Its shares were down 2.4 percent at 1142 GMT, extending year-on-year losses to 29 percent.

Kingfisher said the search for a new CEO had started and was supported by Laury, 53, who has been the boss since December 2014 - one of only a small number of women in charge of top British companies. She will continue in her role until a departure date had been confirmed.

Kingfisher also said Steve Willett, chief transformation, digital and IT officer, was retiring after 20 years at the company.

"A new CEO has an opportunity to set out a strategy to reshape and modernise the business with more realistic expectations, however we also think there is a strong chance of a margin reset to try to drive stronger sales," said RBC Europe analyst Richard Chamberlain.

FRENCH WEAKNESS

The home improvement market has been tough in Britain where Australia's Wesfarmers came unstuck after a failed investment in the Homebase chain. Kingfisher said the UK market remains uncertain and it was mindful of softer housing market activity in France.

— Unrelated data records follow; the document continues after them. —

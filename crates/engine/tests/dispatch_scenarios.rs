use std::sync::atomic::{AtomicUsize, Ordering};
use std::sync::{Arc, Mutex};
use std::time::{Duration, Instant};

use chrono::Utc;
use event_engine::{EngineConfig, EngineManager};
use replay_core::{Direction, Event, EventType, MarketData, Ohlcv};

fn market_event() -> Event {
	Event::market(Utc::now(), "AAPL", MarketData::Ohlcv(Ohlcv { open: 1.0, high: 1.0, low: 1.0, close: 1.0, volume: 1.0 }))
}

fn drain(count: &AtomicUsize, target: usize) {
	let deadline = Instant::now() + Duration::from_secs(2);
	while count.load(Ordering::SeqCst) < target && Instant::now() < deadline {
		std::thread::sleep(Duration::from_millis(5));
	}
}

/// I3: dispatched count per handler equals the number of enqueued events
/// of matching type that arrived while the handler was registered.
#[test]
fn i3_processed_count_matches_dispatched_events() {
	let mut engine = EngineManager::new(EngineConfig::default()).unwrap();
	engine.start().unwrap();

	let count = Arc::new(AtomicUsize::new(0));
	let count_clone = count.clone();
	engine.register_event_handler(EventType::Market, Box::new(move |_e| {
		count_clone.fetch_add(1, Ordering::SeqCst);
	}));

	for _ in 0..10 {
		assert!(engine.send_event(market_event()));
	}
	drain(&count, 10);
	engine.stop();

	assert_eq!(count.load(Ordering::SeqCst), 10);
	assert_eq!(engine.counters().processed_count(EventType::Market), 10);
}

/// Wildcard handlers observe every variant, regardless of type.
#[test]
fn wildcard_handler_sees_every_event_type() {
	let mut engine = EngineManager::new(EngineConfig::default()).unwrap();
	engine.start().unwrap();

	let seen = Arc::new(Mutex::new(Vec::new()));
	let seen_clone = seen.clone();
	engine.register_wildcard_handler(Box::new(move |e| seen_clone.lock().unwrap().push(e.event_type())));

	assert!(engine.send_event(market_event()));
	assert!(engine.send_event(Event::signal(Utc::now(), "AAPL", Direction::Long, 0.8).unwrap()));

	let deadline = Instant::now() + Duration::from_secs(2);
	while seen.lock().unwrap().len() < 2 && Instant::now() < deadline {
		std::thread::sleep(Duration::from_millis(5));
	}
	engine.stop();

	let seen = seen.lock().unwrap();
	assert_eq!(*seen, vec![EventType::Market, EventType::Signal]);
}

It plans to exit Screwfix in Germany with the closure of 15 stores and is considering the closing another 15 poorly performing stores across the business over the next two years.

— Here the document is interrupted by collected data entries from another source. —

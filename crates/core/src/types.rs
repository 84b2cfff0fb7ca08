// Copyright 2025 itscheems
//
// Licensed under the Apache License, Version 2.0 (the "License");
// you may not use this file except in compliance with the License.
// You may obtain a copy of the License at
//
//     http://www.apache.org/licenses/LICENSE-2.0
//
// Unless required by applicable law or agreed to in writing, software
// distributed under the License is distributed on an "AS IS" BASIS,
// WITHOUT WARRANTIES OR CONDITIONS OF ANY KIND, either express or implied.
// See the License for the specific language governing permissions and
// limitations under the License.

use std::collections::BTreeMap;

use chrono::{DateTime, Utc};
use serde::{Deserialize, Serialize};

/// Logical event time, sourced from the replayed data rather than wall clock.
pub type Timestamp = DateTime<Utc>;

/// Monotonically increasing id assigned to an event by the engine that enqueues it.
pub type EventId = u64;

/// Order identifier, assigned by the producer at construction time.
pub type OrderId = String;

/// Instrument identifier (e.g. "AAPL", "BTC-USDT").
pub type Symbol = String;

/// A single column value inside a replayed row.
///
/// Tabular sources are schema-less at this layer: a row is a map of
/// column name to `CellValue`, and the replay controller only ever
/// looks for a handful of reserved keys (`_timestamp`, `_source`,
/// `index`) plus whatever a configured timestamp column names.
#[derive(Debug, Clone, PartialEq, Serialize, Deserialize)]
#[serde(untagged)]
pub enum CellValue {
	Float(f64),
	Int(i64),
	Str(String),
	Bool(bool),
	Timestamp(Timestamp),
	Null,
}

impl CellValue {
	pub fn as_f64(&self) -> Option<f64> {
		match self {
			CellValue::Float(v) => Some(*v),
			CellValue::Int(v) => Some(*v as f64),
			_ => None,
		}
	}

	pub fn as_str(&self) -> Option<&str> {
		match self {
			CellValue::Str(v) => Some(v.as_str()),
			_ => None,
		}
	}

	pub fn as_timestamp(&self) -> Option<Timestamp> {
		match self {
			CellValue::Timestamp(ts) => Some(*ts),
			_ => None,
		}
	}

	pub fn is_null(&self) -> bool {
		matches!(self, CellValue::Null)
	}
}

impl From<f64> for CellValue {
	fn from(v: f64) -> Self {
		CellValue::Float(v)
	}
}

impl From<i64> for CellValue {
	fn from(v: i64) -> Self {
		CellValue::Int(v)
	}
}

impl From<String> for CellValue {
	fn from(v: String) -> Self {
		CellValue::Str(v)
	}
}

impl From<&str> for CellValue {
	fn from(v: &str) -> Self {
		CellValue::Str(v.to_string())
	}
}

impl From<Timestamp> for CellValue {
	fn from(v: Timestamp) -> Self {
		CellValue::Timestamp(v)
	}
}

/// A single data point: the source's own columns plus whatever reserved
/// keys the replay controller stamps on (`_timestamp`, `_source`, `index`).
///
/// `BTreeMap` rather than `HashMap` so that emitted rows iterate and
/// serialize in a deterministic column order, useful for diagnostics and
/// for reproducing `process_all_sync()` output byte-for-byte across runs.
pub type Row = BTreeMap<String, CellValue>;

/// Reserved column key: the row's logical timestamp, duplicated for convenience.
pub const COL_TIMESTAMP: &str = "_timestamp";
/// Reserved column key: the name of the controller/source that produced the row.
pub const COL_SOURCE: &str = "_source";
/// Reserved column key: the row's original 0-based index in its source.
pub const COL_INDEX: &str = "index";

#[cfg(test)]
mod tests {
	use super::*;

	#[test]
	fn cell_value_conversions() {
		let v: CellValue = 3.5.into();
		assert_eq!(v.as_f64(), Some(3.5));

		let v: CellValue = "AAPL".into();
		assert_eq!(v.as_str(), Some("AAPL"));

		assert!(CellValue::Null.is_null());
		assert_eq!(CellValue::Null.as_f64(), None);
	}
}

Underlying pretax profit fell 13 percent to 693 million pounds in the year to Jan. 31, 2019, reflecting weakness in Castorama France and losses in Russia and Romania. Sales rose 0.3 percent to 11.7 billion pounds.

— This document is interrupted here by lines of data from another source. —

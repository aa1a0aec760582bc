//! Configuration loading from fncall.toml.

use crate::error::{Error, Result};
use connector::{ConnectorOptions, DEFAULT_ENDPOINT, ExecutionSettings, OpenAiBackend};
use policy::FunctionChoice;
use serde::Deserialize;
use std::path::Path;

/// Top-level configuration.
#[derive(Debug, Default, Deserialize)]
#[serde(default)]
pub struct Config {
    pub backend: BackendConfig,
    pub connector: ConnectorOptions,
    pub function_choice: FunctionChoice,
}

/// Where and how to reach the model server.
#[derive(Debug, Deserialize)]
#[serde(default)]
pub struct BackendConfig {
    /// Base URL of an OpenAI-compatible server.
    pub endpoint: String,
    pub model: String,
    /// Sent as a bearer token when set.
    pub api_key: Option<String>,
    pub max_tokens: Option<u32>,
    pub temperature: Option<f32>,
}

impl Default for BackendConfig {
    fn default() -> Self {
        Self {
            endpoint: DEFAULT_ENDPOINT.to_string(),
            model: "phi-3-mini".to_string(),
            api_key: None,
            max_tokens: None,
            temperature: None,
        }
    }
}

impl Config {
    /// Load `path`, or defaults when it does not exist.
    pub fn load(path: impl AsRef<Path>) -> Result<Self> {
        let path = path.as_ref();
        if !path.exists() {
            tracing::debug!(path = %path.display(), "no config file, using defaults");
            return Ok(Self::default());
        }
        let content = std::fs::read_to_string(path).map_err(|source| Error::ReadConfig {
            path: path.to_path_buf(),
            source,
        })?;
        Self::parse(&content)
    }

    pub fn parse(toml: &str) -> Result<Self> {
        let config: Self = toml::from_str(toml).map_err(|e| Error::Config(e.to_string()))?;
        config.function_choice.validate()?;
        Ok(config)
    }

    pub fn backend(&self) -> OpenAiBackend {
        let mut builder = OpenAiBackend::builder(&self.backend.model).endpoint(&self.backend.endpoint);
        if let Some(key) = &self.backend.api_key {
            builder = builder.api_key(key);
        }
        if let Some(max_tokens) = self.backend.max_tokens {
            builder = builder.max_tokens(max_tokens);
        }
        if let Some(temperature) = self.backend.temperature {
            builder = builder.temperature(temperature);
        }
        builder.build()
    }

    /// Settings applied to every chat turn.
    pub fn execution_settings(&self) -> ExecutionSettings {
        ExecutionSettings::default().with_function_choice(self.function_choice.clone())
    }
}

#[cfg(test)]
mod tests {
    use super::*;
    use policy::Behavior;

    #[test]
    fn empty_file_uses_defaults() {
        let config = Config::parse("").unwrap();
        assert_eq!(config.backend.endpoint, DEFAULT_ENDPOINT);
        assert_eq!(config.function_choice.behavior, Behavior::Auto);
        assert!(config.connector.secondary_round_trip);
    }

    #[test]
    fn parses_all_sections() {
        let config = Config::parse(
            r#"
            [backend]
            endpoint = "http://127.0.0.1:5000/v1"
            model = "phi-3.5-mini-instruct"
            max_tokens = 512

            [connector]
            chunk_delay_ms = 0

            [function_choice]
            behavior = "required"
            functions = ["time-now"]
            "#,
        )
        .unwrap();

        assert_eq!(config.backend.model, "phi-3.5-mini-instruct");
        assert_eq!(config.backend.max_tokens, Some(512));
        assert_eq!(config.connector.chunk_delay_ms, 0);
        assert_eq!(config.function_choice.behavior, Behavior::Required);
        assert_eq!(config.function_choice.functions, vec!["time-now"]);
    }

    #[test]
    fn inconsistent_choice_is_rejected() {
        let err = Config::parse(
            r#"
            [function_choice]
            behavior = "none"
            functions = ["time-now"]
            "#,
        )
        .unwrap_err();
        assert!(matches!(err, Error::Policy(_)));
    }

    #[test]
    fn missing_file_means_defaults() {
        let config = Config::load("/nonexistent/fncall.toml").unwrap();
        assert_eq!(config.backend.model, "phi-3-mini");
    }
}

"As we approach the completion of our main transformation work (Laury) feels unable to make the multi-year commitment that's required to tackle the next stage of our journey,” Chairman Andy Cosslett told reporters.

"We’ve therefore agreed together that this is the year in which she will pass the baton to her successor."

Cosslett said the board had completed a "thorough review" of Kingfisher's strategy which confirmed it fully supported it.

Laury's plan for the group, costing 800 million pounds over five years, involves unifying product ranges across brands, boosting e-commerce and seeking efficiency savings.

So far 50 percent of products are unified, 100 million pounds of operational efficiencies have been delivered and the roll-out of a united IT platform is substantially complete.

The company denied it had moved the goalposts in its handling of the 500 million pound profit improvement target.

"We're not making any excuses for things that don’t go our way," said Chief Financial Officer Karen Witts, who is leaving the company on Thursday and will join catering firm Compass.

"But certainly we hadn’t imagined the extent to which we would be seeing lots of economic and geo-political turmoil which absolutely has an impact on our business," she added.